I don’t realize what the noise is all about at first, but Nate pulls away from me and sits bolt upright, recognizing the name immediately—and I guess, the voice too.

“Oh my God,” he tells me, eyes blown wide. “That’s Charlotte.”

“Wait—wait, Charlotte like from the video?”

He nods, scrambling out of the bed to peer out of the window, trying to see. Earlier this morning he’d been browsing YouTube on his iPad when I woke up, watching a video from some guy he follows called Ethan. It was a really dorky, really sweet proposal to his girlfriend. I’m not totally sure he meant to upload it. When I’d opened my own phone my friend Jaz had shared it in the group chat. It was basically viral.

“Hang on,” I bark at Nate. “You’re telling me that vlogger lives in your building?”

“Yeah,” he says, still peering out of the window, not getting the big deal. “Ethan. He’s the guy I went to borrow clothes from, for you, on Monday.”

“YOU’RE TELLING ME I BORROWED CHARLOTTE OF DEAR CHARLOTTE’S LEGGINGS?” I shriek, my voice about three octaves higher than normal.

He winces, and there’s more shouting outside. A guy has joined in now. Ethan, I’m guessing.

And, oh my God, he’s here, and she’s here, and there is a viral moment happening right outside, right now, and I have to know if she says yes.

I fall over myself grabbing my underwear from by the bedroom door. The Ramones shirt is in the laundry basket but it’s either that or the duvet right now, so I grab it and wrestle my arms through, bumping into the wall as I run out of the bedroom and throw open the balcony doors.

I lean over and there’s a guy hanging over the railing of the balcony directly below Nate’s apartment, and a girl standing beneath that. I was picturing someone blond and glamorous and tall and curvy, with a full face of makeup. I was picturing a literal celebrity, I realize now. But Charlotte is just . . . normal. She’s plump and has a wavy ginger mane of chin-length hair and is currently yelling at Walter White, the caretaker who is not a serial killer. We think.
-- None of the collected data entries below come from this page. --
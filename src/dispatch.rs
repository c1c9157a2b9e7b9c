//! Directional dispatch wrapping and dispatchable builders
//!
//! Every dispatchable entering a store is tagged per entity with the
//! direction it travels: inbound from a strategy, or outbound from the
//! application. Builders produce the canonical single-entity fragments
//! exchanged on both buses.

use crate::error::ErrorDispatchable;
use crate::store::{fields, Direction, Dispatchable, DispatchFn, State};
use serde_json::{Map, Value};
use std::sync::Arc;

use serde::{Deserialize, Serialize};

/// Host connection lifecycle signal carried by host dispatchables
#[derive(Debug, Clone, Copy, PartialEq, Eq, Serialize, Deserialize)]
#[serde(rename_all = "SCREAMING_SNAKE_CASE")]
pub enum HostConnectionType {
    Connect,
    Disconnect,
    Reconnecting,
    DeviceConnect,
    DeviceDisconnect,
}

impl HostConnectionType {
    pub fn as_str(&self) -> &'static str {
        match self {
            HostConnectionType::Connect => "CONNECT",
            HostConnectionType::Disconnect => "DISCONNECT",
            HostConnectionType::Reconnecting => "RECONNECTING",
            HostConnectionType::DeviceConnect => "DEVICE_CONNECT",
            HostConnectionType::DeviceDisconnect => "DEVICE_DISCONNECT",
        }
    }
}

impl std::fmt::Display for HostConnectionType {
    fn fmt(&self, f: &mut std::fmt::Formatter<'_>) -> std::fmt::Result {
        write!(f, "{}", self.as_str())
    }
}

/// Tag every entity of a state fragment, overwriting existing tags
///
/// Error dispatchables and malformed entities pass through untouched; the
/// validator deals with the latter downstream.
fn tag_entities(dispatchable: Dispatchable, tags: &[(&str, Value)]) -> Dispatchable {
    match dispatchable {
        Dispatchable::State(Value::Object(fragment)) => {
            let tagged: State = fragment
                .into_iter()
                .map(|(name, entity)| {
                    let entity = match entity {
                        Value::Object(mut record) => {
                            for (key, value) in tags {
                                record.insert((*key).to_string(), value.clone());
                            }
                            Value::Object(record)
                        }
                        other => other,
                    };
                    (name, entity)
                })
                .collect();
            Dispatchable::State(Value::Object(tagged))
        }
        other => other,
    }
}

/// Tag every entity of a dispatchable with a travel direction
pub fn tag_direction(dispatchable: Dispatchable, direction: Direction) -> Dispatchable {
    tag_entities(
        dispatchable,
        &[(
            fields::DIRECTION,
            Value::String(direction.as_str().to_string()),
        )],
    )
}

/// Wrap a dispatch handle so every forwarded entity carries `direction`
///
/// Pure and stateless beyond the forwarded call.
pub fn with_direction(direction: Direction, dispatch: DispatchFn) -> DispatchFn {
    Arc::new(move |dispatchable| dispatch(tag_direction(dispatchable, direction)))
}

/// Wrap a dispatch handle for application-originated traffic
///
/// Entities are tagged outbound and stamped with the application source and
/// the bus label they were submitted on.
pub fn with_app_source(bus: impl Into<String>, dispatch: DispatchFn) -> DispatchFn {
    let bus: String = bus.into();
    Arc::new(move |dispatchable| {
        let tags = [
            (
                fields::DIRECTION,
                Value::String(Direction::Outbound.as_str().to_string()),
            ),
            (fields::SOURCE, Value::String("APP".to_string())),
            (fields::BUS, Value::String(bus.clone())),
        ];
        dispatch(tag_entities(dispatchable, &tags))
    })
}

fn build_dispatchable(
    name: &str,
    kind: &str,
    payload: Value,
    meta: Option<Value>,
    source: Option<&str>,
    error: Option<ErrorDispatchable>,
) -> State {
    let mut record = Map::new();
    record.insert("type".to_string(), Value::String(kind.to_string()));
    record.insert("name".to_string(), Value::String(name.to_string()));
    record.insert("payload".to_string(), payload);
    record.insert(
        "meta".to_string(),
        meta.unwrap_or_else(|| Value::Object(Map::new())),
    );
    record.insert(
        "source".to_string(),
        source
            .map(|s| Value::String(s.to_string()))
            .unwrap_or(Value::Null),
    );
    record.insert(
        "error".to_string(),
        error
            .and_then(|e| serde_json::to_value(e).ok())
            .unwrap_or(Value::Null),
    );

    let mut fragment = State::new();
    fragment.insert(name.to_string(), Value::Object(record));
    fragment
}

/// Build a single-entity device fragment `{name: {type, name, payload, ...}}`
pub fn create_device_dispatchable(
    name: &str,
    kind: &str,
    payload: Value,
    meta: Option<Value>,
    source: Option<&str>,
    error: Option<ErrorDispatchable>,
) -> State {
    build_dispatchable(name, kind, payload, meta, source, error)
}

/// Build a single-entity host fragment carrying a connection signal
pub fn create_host_dispatchable(
    name: &str,
    connection: HostConnectionType,
    payload: Value,
    meta: Option<Value>,
    source: Option<&str>,
    error: Option<ErrorDispatchable>,
) -> State {
    build_dispatchable(name, connection.as_str(), payload, meta, source, error)
}
//! Direction filter middleware
//!
//! Restricts a subscriber to traffic flowing one way over the bus:
//! inbound from the strategy, or outbound from the application.

use crate::store::{fields, Direction, Middleware, State};
use std::sync::Arc;

/// Keep only entities whose direction tag matches `d`
///
/// `Direction::Both` passes the delta through unchanged. This is a
/// same-shape filter, not a short-circuit: mismatched entities are dropped
/// individually, and an all-mismatch delta yields an empty map (which the
/// store then suppresses).
pub fn direction(d: Direction) -> Middleware {
    Arc::new(move |state: State| {
        if d == Direction::Both {
            return Some(state);
        }

        let filtered: State = state
            .into_iter()
            .filter(|(_, entity)| {
                entity
                    .get(fields::DIRECTION)
                    .and_then(|tag| tag.as_str())
                    .and_then(Direction::from_str)
                    == Some(d)
            })
            .collect();

        Some(filtered)
    })
}
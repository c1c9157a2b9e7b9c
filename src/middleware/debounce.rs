//! Debounce middleware
//!
//! Rate-limits deliveries through a single shared latch. The latch-open
//! call passes its delta through untouched; everything arriving while the
//! latch is closed is suppressed.

use crate::store::{Middleware, State};
use std::sync::atomic::{AtomicBool, Ordering};
use std::sync::Arc;
use std::thread;
use std::time::Duration;

/// Suppress deliveries for `interval` after each one that passes
///
/// The first delta while the latch is open is delivered and closes the
/// latch; all deltas while it is closed return `None`. The latch reopens on
/// a detached timer, independent of further calls, so the next delivery
/// carries whatever arrives first after the interval elapses.
pub fn debounce(interval: Duration) -> Middleware {
    let closed = Arc::new(AtomicBool::new(false));

    Arc::new(move |state: State| {
        if closed.swap(true, Ordering::SeqCst) {
            return None;
        }

        let closed = Arc::clone(&closed);
        thread::spawn(move || {
            thread::sleep(interval);
            closed.store(false, Ordering::SeqCst);
        });

        Some(state)
    })
}
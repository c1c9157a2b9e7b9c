//! Metadata stamping for accepted dispatches
//!
//! Every entity surviving the loopback guard is stamped with provenance
//! fields before it is merged: a store-local timestamp, the owning store's
//! id, the channel the store serves, and one dispatch id shared by all
//! entities accepted in the same dispatch.

use super::types::{fields, State};
use serde_json::{Map, Value};

/// Generate a globally-unique store id
pub fn create_store_id() -> String {
    format!("iotes_{}", short_uid())
}

fn short_uid() -> String {
    uuid::Uuid::new_v4().simple().to_string()[..8].to_string()
}

/// Stamps provenance metadata onto every entity of an accepted delta
pub struct MetadataStamper {
    store_id: String,
    channel: String,
}

impl MetadataStamper {
    pub fn new(store_id: String, channel: String) -> Self {
        Self { store_id, channel }
    }

    /// Stamp all entities of a validated delta
    ///
    /// One fresh dispatch id is minted per call; the owning store's id is
    /// merged into each entity's existing store-id set rather than
    /// replacing it, so provenance from other stores survives forwarding.
    pub fn stamp(&self, delta: State) -> State {
        let dispatchable_id = format!("iotes_dId_{}", short_uid());
        let timestamp = chrono::Utc::now().timestamp_millis().to_string();

        delta
            .into_iter()
            .map(|(name, entity)| {
                // Entities were validated as objects upstream
                let mut record = match entity {
                    Value::Object(record) => record,
                    _ => Map::new(),
                };

                let mut store_ids = match record.get(fields::STORE_ID) {
                    Some(Value::Object(ids)) => ids.clone(),
                    _ => Map::new(),
                };
                store_ids.insert(self.store_id.clone(), Value::Bool(true));

                record.insert(
                    fields::DISPATCHABLE_ID.to_string(),
                    Value::String(dispatchable_id.clone()),
                );
                record.insert(
                    fields::TIMESTAMP.to_string(),
                    Value::String(timestamp.clone()),
                );
                record.insert(
                    fields::CHANNEL.to_string(),
                    Value::String(self.channel.clone()),
                );
                record.insert(fields::STORE_ID.to_string(), Value::Object(store_ids));

                (name, Value::Object(record))
            })
            .collect()
    }
}

#[cfg(test)]
mod tests {
    use super::*;
    use serde_json::json;

    fn stamper() -> MetadataStamper {
        MetadataStamper::new("iotes_test0001".to_string(), "TEST".to_string())
    }

    fn delta(value: Value) -> State {
        match value {
            Value::Object(map) => map,
            _ => panic!("test delta must be an object"),
        }
    }

    #[test]
    fn test_stamps_all_metadata_fields() {
        let stamped = stamper().stamp(delta(json!({
            "reader/1": { "type": "RFID_READER", "payload": {} }
        })));

        let record = stamped["reader/1"].as_object().unwrap();
        assert_eq!(record[fields::CHANNEL], json!("TEST"));
        assert_eq!(record[fields::STORE_ID], json!({ "iotes_test0001": true }));
        assert!(record[fields::TIMESTAMP].is_string());
        let id = record[fields::DISPATCHABLE_ID].as_str().unwrap();
        assert!(id.starts_with("iotes_dId_"));
        // Caller fields survive
        assert_eq!(record["type"], json!("RFID_READER"));
    }

    #[test]
    fn test_one_dispatch_id_per_dispatch() {
        let stamped = stamper().stamp(delta(json!({
            "a": { "payload": 1 },
            "b": { "payload": 2 }
        })));

        let id_a = &stamped["a"][fields::DISPATCHABLE_ID];
        let id_b = &stamped["b"][fields::DISPATCHABLE_ID];
        assert_eq!(id_a, id_b);

        let again = stamper().stamp(delta(json!({ "a": { "payload": 1 } })));
        assert_ne!(id_a, &again["a"][fields::DISPATCHABLE_ID]);
    }

    #[test]
    fn test_merges_store_id_set() {
        let stamped = stamper().stamp(delta(json!({
            "reader/1": {
                "payload": {},
                "@@iotes_storeId": { "iotes_other": true }
            }
        })));

        assert_eq!(
            stamped["reader/1"][fields::STORE_ID],
            json!({ "iotes_other": true, "iotes_test0001": true })
        );
    }

    #[test]
    fn test_store_ids_are_unique() {
        let a = create_store_id();
        let b = create_store_id();
        assert!(a.starts_with("iotes_"));
        assert_ne!(a, b);
    }
}
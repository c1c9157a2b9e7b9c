//! Fragment well-formedness validation
//!
//! A candidate fragment is either a usable state delta or invalid with a
//! reason, checked explicitly before merge. Invalid fragments never cause a
//! partial merge.

use super::types::State;

/// Outcome of validating a candidate state fragment
#[derive(Debug, Clone, PartialEq)]
pub enum Validated {
    Valid(State),
    Invalid(InvalidReason),
}

/// Why a candidate fragment was rejected
#[derive(Debug, Clone, PartialEq, Eq)]
pub enum InvalidReason {
    /// Top-level value is not a JSON object
    NotAnObject,
    /// Fragment has no entities (possibly after loopback stripping)
    Empty,
    /// The named entity is not itself a JSON object
    NonObjectEntity(String),
}

impl std::fmt::Display for InvalidReason {
    fn fmt(&self, f: &mut std::fmt::Formatter<'_>) -> std::fmt::Result {
        match self {
            InvalidReason::NotAnObject => write!(f, "fragment is not an object"),
            InvalidReason::Empty => write!(f, "fragment has no entities"),
            InvalidReason::NonObjectEntity(name) => {
                write!(f, "entity '{}' is not an object", name)
            }
        }
    }
}

/// Validate a stripped fragment: at least one entity, every entity a JSON
/// object
pub fn validate_fragment(fragment: State) -> Validated {
    if fragment.is_empty() {
        return Validated::Invalid(InvalidReason::Empty);
    }

    for (name, entity) in &fragment {
        if !entity.is_object() {
            return Validated::Invalid(InvalidReason::NonObjectEntity(name.clone()));
        }
    }

    Validated::Valid(fragment)
}

#[cfg(test)]
mod tests {
    use super::*;
    use serde_json::json;

    fn fragment(value: serde_json::Value) -> State {
        match value {
            serde_json::Value::Object(map) => map,
            _ => panic!("test fragment must be an object"),
        }
    }

    #[test]
    fn test_accepts_well_formed_fragment() {
        let result = validate_fragment(fragment(json!({
            "reader/1": { "type": "RFID_READER", "payload": { "sample": "test" } }
        })));
        assert!(matches!(result, Validated::Valid(_)));
    }

    #[test]
    fn test_rejects_empty_fragment() {
        let result = validate_fragment(State::new());
        assert_eq!(result, Validated::Invalid(InvalidReason::Empty));
    }

    #[test]
    fn test_rejects_non_object_entity() {
        let result = validate_fragment(fragment(json!({ "payload": "test" })));
        assert_eq!(
            result,
            Validated::Invalid(InvalidReason::NonObjectEntity("payload".to_string()))
        );
    }

    #[test]
    fn test_rejects_null_entity() {
        let result = validate_fragment(fragment(json!({ "reader/1": null })));
        assert_eq!(
            result,
            Validated::Invalid(InvalidReason::NonObjectEntity("reader/1".to_string()))
        );
    }

    #[test]
    fn test_rejects_array_entity_among_valid_ones() {
        let result = validate_fragment(fragment(json!({
            "reader/1": { "payload": 1 },
            "reader/2": ["a", "b"]
        })));
        assert_eq!(
            result,
            Validated::Invalid(InvalidReason::NonObjectEntity("reader/2".to_string()))
        );
    }

    #[test]
    fn test_empty_entity_object_is_valid() {
        let result = validate_fragment(fragment(json!({ "reader/1": {} })));
        assert!(matches!(result, Validated::Valid(_)));
    }
}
(Although, actually thinking about it, he probably does have enough cleaning products to dissolve a body in his bathtub if he wanted to.) Nate joins me on the balcony, wearing a burgundy dressing gown.
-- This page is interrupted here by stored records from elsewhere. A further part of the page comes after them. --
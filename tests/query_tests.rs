// Copyright 2025 coScene
//
// Licensed under the Apache License, Version 2.0 (the "License");
// you may not use this file except in compliance with the License.
// You may obtain a copy of the License at
//
//     http://www.apache.org/licenses/LICENSE-2.0
//
// Unless required by applicable law or agreed to in writing, software
// distributed under the License is distributed on an "AS IS" BASIS,
// WITHOUT WARRANTIES OR CONDITIONS OF ANY KIND, either express or implied.
// See the License for the specific language governing permissions and
// limitations under the License.

use nidus_store::config::IngestConfig;
use nidus_store::storage::{MemoryBackend, RecordStore};
use nidus_store::{
    BoundingBox, IngestionGateway, IntervalIndex, OverlapQuery, QueryEngine, QueryError,
    RawCapture, RecordId, TimeRange,
};
use std::sync::Arc;

struct Fixture {
    gateway: IngestionGateway,
    query: QueryEngine,
}

fn fixture() -> Fixture {
    let store: Arc<dyn RecordStore> = Arc::new(MemoryBackend::new());
    let index = Arc::new(IntervalIndex::new());
    Fixture {
        gateway: IngestionGateway::new(store.clone(), index.clone(), IngestConfig::default()),
        query: QueryEngine::new(store, index),
    }
}

/// A = [10, 20) at (1, 1) from sensor "north", B = [20, 30) at (5, 5) from "south"
async fn two_records(f: &Fixture) -> (RecordId, RecordId) {
    let a = f
        .gateway
        .submit(
            "north",
            RawCapture::new(10, 20, "A").with_location(BoundingBox::point(1.0, 1.0)),
        )
        .await
        .unwrap();
    let b = f
        .gateway
        .submit(
            "south",
            RawCapture::new(20, 30, "B").with_location(BoundingBox::point(5.0, 5.0)),
        )
        .await
        .unwrap();
    (a, b)
}

fn ids(records: &[nidus_store::CaptureRecord]) -> Vec<RecordId> {
    records.iter().map(|r| r.id).collect()
}

#[tokio::test]
async fn test_window_spanning_both_returns_both_in_start_order() {
    let f = fixture();
    let (a, b) = two_records(&f).await;

    let records = f
        .query
        .run(&OverlapQuery::new(TimeRange::new(15, 25)))
        .await
        .unwrap();
    assert_eq!(ids(&records), vec![a, b]);
    assert_eq!(&records[0].payload[..], b"A");
    assert_eq!(&records[1].payload[..], b"B");
}

#[tokio::test]
async fn test_bbox_excluding_b_returns_a() {
    let f = fixture();
    let (a, _) = two_records(&f).await;

    let query = OverlapQuery::new(TimeRange::new(0, 100))
        .with_bbox(BoundingBox::new(0.0, 0.0, 2.0, 2.0));
    let records = f.query.run(&query).await.unwrap();
    assert_eq!(ids(&records), vec![a]);
}

#[tokio::test]
async fn test_touching_boundary_excludes_record() {
    let f = fixture();
    let (a, b) = two_records(&f).await;

    // [0, 10) touches A's start only
    assert!(f
        .query
        .run(&OverlapQuery::new(TimeRange::new(0, 10)))
        .await
        .unwrap()
        .is_empty());
    // [30, 40) touches B's end only
    assert!(f
        .query
        .run(&OverlapQuery::new(TimeRange::new(30, 40)))
        .await
        .unwrap()
        .is_empty());
    // [20, 21) starts exactly where A ends
    let records = f
        .query
        .run(&OverlapQuery::new(TimeRange::new(20, 21)))
        .await
        .unwrap();
    assert_eq!(ids(&records), vec![b]);
    assert!(!ids(&records).contains(&a));
}

#[tokio::test]
async fn test_sensor_filter() {
    let f = fixture();
    let (_, b) = two_records(&f).await;

    let query = OverlapQuery::new(TimeRange::new(0, 100)).with_sensor("south");
    assert_eq!(ids(&f.query.run(&query).await.unwrap()), vec![b]);

    let nobody = OverlapQuery::new(TimeRange::new(0, 100)).with_sensor("east");
    assert!(f.query.run(&nobody).await.unwrap().is_empty());
}

#[tokio::test]
async fn test_equal_starts_order_by_id() {
    let f = fixture();
    let mut submitted = Vec::new();
    for end in [90, 60, 75] {
        submitted.push(
            f.gateway
                .submit("s", RawCapture::new(50, end, "x"))
                .await
                .unwrap(),
        );
    }
    let earlier = f.gateway.submit("s", RawCapture::new(40, 45, "x")).await.unwrap();

    let records = f
        .query
        .run(&OverlapQuery::new(TimeRange::new(0, 100)))
        .await
        .unwrap();
    let mut expected = vec![earlier];
    expected.extend(submitted);
    assert_eq!(ids(&records), expected);
}

#[tokio::test]
async fn test_same_query_same_answer() {
    let f = fixture();
    for t in 0..50 {
        f.gateway
            .submit("s", RawCapture::new(t * 10, t * 10 + 15, "x"))
            .await
            .unwrap();
    }
    let query = OverlapQuery::new(TimeRange::new(100, 300));
    let first = f.query.run(&query).await.unwrap();
    let second = f.query.run(&query).await.unwrap();
    assert_eq!(first, second);
    assert!(!first.is_empty());
}

#[tokio::test]
async fn test_invalid_query_range() {
    let f = fixture();
    let err = f
        .query
        .run(&OverlapQuery::new(TimeRange::new(30, 10)))
        .await
        .unwrap_err();
    assert!(matches!(err, QueryError::InvalidRange { start: 30, end: 10 }));
}

#[tokio::test]
async fn test_get_single_record() {
    let f = fixture();
    let (a, _) = two_records(&f).await;
    let record = f.query.get(a).await.unwrap();
    assert_eq!(record.sensor_id, "north");
    assert!(f.query.get(a + 100).await.is_err());
}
His arm wraps around my waist, hand curling around the railing on my other side. It’s oddly intimate, but I kind of like it.

“This is essential, you miserable bum!” Charlotte is yelling at my buddy Walt, but it’s promptly followed by, “Sorry, Mr. Harris, I didn’t mean to call you a bum, or miserable. I promise I’ll go in a minute, I know I can’t stay.”
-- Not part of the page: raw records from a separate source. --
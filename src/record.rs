// Copyright 2025 coScene
//
// Licensed under the Apache License, Version 2.0 (the "License");
// you may not use this file except in compliance with the License.
// You may obtain a copy of the License at
//
//     http://www.apache.org/licenses/LICENSE-2.0
//
// Unless required by applicable law or agreed to in writing, software
// distributed under the License is distributed on an "AS IS" BASIS,
// WITHOUT WARRANTIES OR CONDITIONS OF ANY KIND, either express or implied.
// See the License for the specific language governing permissions and
// limitations under the License.

// Capture record data model shared by the index, the store and the gateway

use bytes::Bytes;
use serde::{Deserialize, Serialize};
use std::fmt;

/// Store-assigned record identifier. Ids start at 1; 0 means "not yet assigned".
pub type RecordId = u64;

/// Sentinel for a record that has not been through id assignment
pub const UNASSIGNED_ID: RecordId = 0;

/// Half-open observation window `[start, end)` in microseconds since the Unix epoch
#[derive(Debug, Clone, Copy, PartialEq, Eq, Hash, Serialize, Deserialize)]
pub struct TimeRange {
    pub start: i64,
    pub end: i64,
}

impl TimeRange {
    pub fn new(start: i64, end: i64) -> Self {
        Self { start, end }
    }

    /// Instantaneous event, widened to the smallest non-empty range
    pub fn instant(at: i64) -> Self {
        Self {
            start: at,
            end: at.saturating_add(1),
        }
    }

    pub fn is_valid(&self) -> bool {
        self.start < self.end
    }

    /// Non-empty intersection of two half-open ranges
    pub fn overlaps(&self, other: &TimeRange) -> bool {
        self.start < other.end && other.start < self.end
    }

    pub fn duration_us(&self) -> i64 {
        self.end.saturating_sub(self.start)
    }
}

impl fmt::Display for TimeRange {
    fn fmt(&self, f: &mut fmt::Formatter<'_>) -> fmt::Result {
        write!(f, "[{}, {})", self.start, self.end)
    }
}

/// Axis-aligned extent in longitude/latitude degrees.
///
/// A point fix is a degenerate box with `min == max`. Boxes are closed, so
/// two boxes sharing only an edge intersect.
#[derive(Debug, Clone, Copy, PartialEq, Serialize, Deserialize)]
pub struct BoundingBox {
    pub min_lon: f64,
    pub min_lat: f64,
    pub max_lon: f64,
    pub max_lat: f64,
}

impl BoundingBox {
    pub fn new(min_lon: f64, min_lat: f64, max_lon: f64, max_lat: f64) -> Self {
        Self {
            min_lon,
            min_lat,
            max_lon,
            max_lat,
        }
    }

    pub fn point(lon: f64, lat: f64) -> Self {
        Self::new(lon, lat, lon, lat)
    }

    pub fn is_point(&self) -> bool {
        self.min_lon == self.max_lon && self.min_lat == self.max_lat
    }

    pub fn is_valid(&self) -> bool {
        [self.min_lon, self.min_lat, self.max_lon, self.max_lat]
            .iter()
            .all(|v| v.is_finite())
            && self.min_lon <= self.max_lon
            && self.min_lat <= self.max_lat
    }

    pub fn intersects(&self, other: &BoundingBox) -> bool {
        self.min_lon <= other.max_lon
            && other.min_lon <= self.max_lon
            && self.min_lat <= other.max_lat
            && other.min_lat <= self.max_lat
    }

    /// Smallest box covering both
    pub fn union(&self, other: &BoundingBox) -> BoundingBox {
        BoundingBox {
            min_lon: self.min_lon.min(other.min_lon),
            min_lat: self.min_lat.min(other.min_lat),
            max_lon: self.max_lon.max(other.max_lon),
            max_lat: self.max_lat.max(other.max_lat),
        }
    }
}

/// One observed wireless frame or event
#[derive(Debug, Clone, PartialEq, Serialize, Deserialize)]
pub struct CaptureRecord {
    pub id: RecordId,
    pub sensor_id: String,
    pub time_range: TimeRange,
    #[serde(default, skip_serializing_if = "Option::is_none")]
    pub location: Option<BoundingBox>,
    #[serde(with = "crate::protocol::base64_payload")]
    pub payload: Bytes,
}

impl CaptureRecord {
    pub fn index_entry(&self) -> IndexEntry {
        IndexEntry {
            record_id: self.id,
            time_range: self.time_range,
            location: self.location,
        }
    }
}

/// The (time range, location, id) triple kept by the interval index
#[derive(Debug, Clone, Copy, PartialEq)]
pub struct IndexEntry {
    pub record_id: RecordId,
    pub time_range: TimeRange,
    pub location: Option<BoundingBox>,
}

impl IndexEntry {
    /// Tree ordering key; the id makes entries with equal starts distinct
    pub fn key(&self) -> (i64, RecordId) {
        (self.time_range.start, self.record_id)
    }

    pub fn matches(&self, range: &TimeRange, bbox: Option<&BoundingBox>) -> bool {
        if !self.time_range.overlaps(range) {
            return false;
        }
        match bbox {
            None => true,
            Some(b) => self.location.is_some_and(|loc| loc.intersects(b)),
        }
    }
}

/// A capture as submitted by a sensor, before validation and normalization
#[derive(Debug, Clone, PartialEq)]
pub struct RawCapture {
    pub start_us: i64,
    /// Absent for instantaneous events
    pub end_us: Option<i64>,
    pub location: Option<BoundingBox>,
    pub payload: Bytes,
}

impl RawCapture {
    pub fn new(start_us: i64, end_us: i64, payload: impl Into<Bytes>) -> Self {
        Self {
            start_us,
            end_us: Some(end_us),
            location: None,
            payload: payload.into(),
        }
    }

    pub fn instant(at_us: i64, payload: impl Into<Bytes>) -> Self {
        Self {
            start_us: at_us,
            end_us: None,
            location: None,
            payload: payload.into(),
        }
    }

    pub fn with_location(mut self, location: BoundingBox) -> Self {
        self.location = Some(location);
        self
    }

    pub fn time_range(&self) -> TimeRange {
        match self.end_us {
            Some(end) => TimeRange::new(self.start_us, end),
            None => TimeRange::instant(self.start_us),
        }
    }
}

/// Overlap search over time, optionally narrowed by area and sensor
#[derive(Debug, Clone, PartialEq, Serialize, Deserialize)]
pub struct OverlapQuery {
    pub time_range: TimeRange,
    #[serde(default, skip_serializing_if = "Option::is_none")]
    pub bbox: Option<BoundingBox>,
    #[serde(default, skip_serializing_if = "Option::is_none")]
    pub sensor_id: Option<String>,
}

impl OverlapQuery {
    pub fn new(time_range: TimeRange) -> Self {
        Self {
            time_range,
            bbox: None,
            sensor_id: None,
        }
    }

    pub fn with_bbox(mut self, bbox: BoundingBox) -> Self {
        self.bbox = Some(bbox);
        self
    }

    pub fn with_sensor(mut self, sensor_id: impl Into<String>) -> Self {
        self.sensor_id = Some(sensor_id.into());
        self
    }
}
Someone from an apartment above yells down, “What’s going on?

What’s the shouting?”

Charlotte cups her hands around her mouth, craning her head back to shout a few floors farther up, “Do you mind? My boyfriend kind of just proposed to me online and I’m locked out of the building!”

Oh my God, she’s talking to us. We’re a live audience and this is not a show, and I forget any sense of public decency or decorum I might have otherwise had to scream down, “Oh my God, it’s Dear Charlotte!

Dear Charlotte, I’ve been wearing your clothes! You’re famous!”

She laughs at that, and other apartments start pitching in, too, shouting down. Nate chuckles near my ear and says quietly, “Oh man. Ethan’s going to be dying of embarrassment right now.”

I don’t get why, if he’s the kind of guy with a decent following online he seems to be, but I take Nate’s word for it. I give him a quick kiss before turning to watch the show unfold, and Nate tucks me a little tighter into his body, chin tucking over my shoulder as he watches too.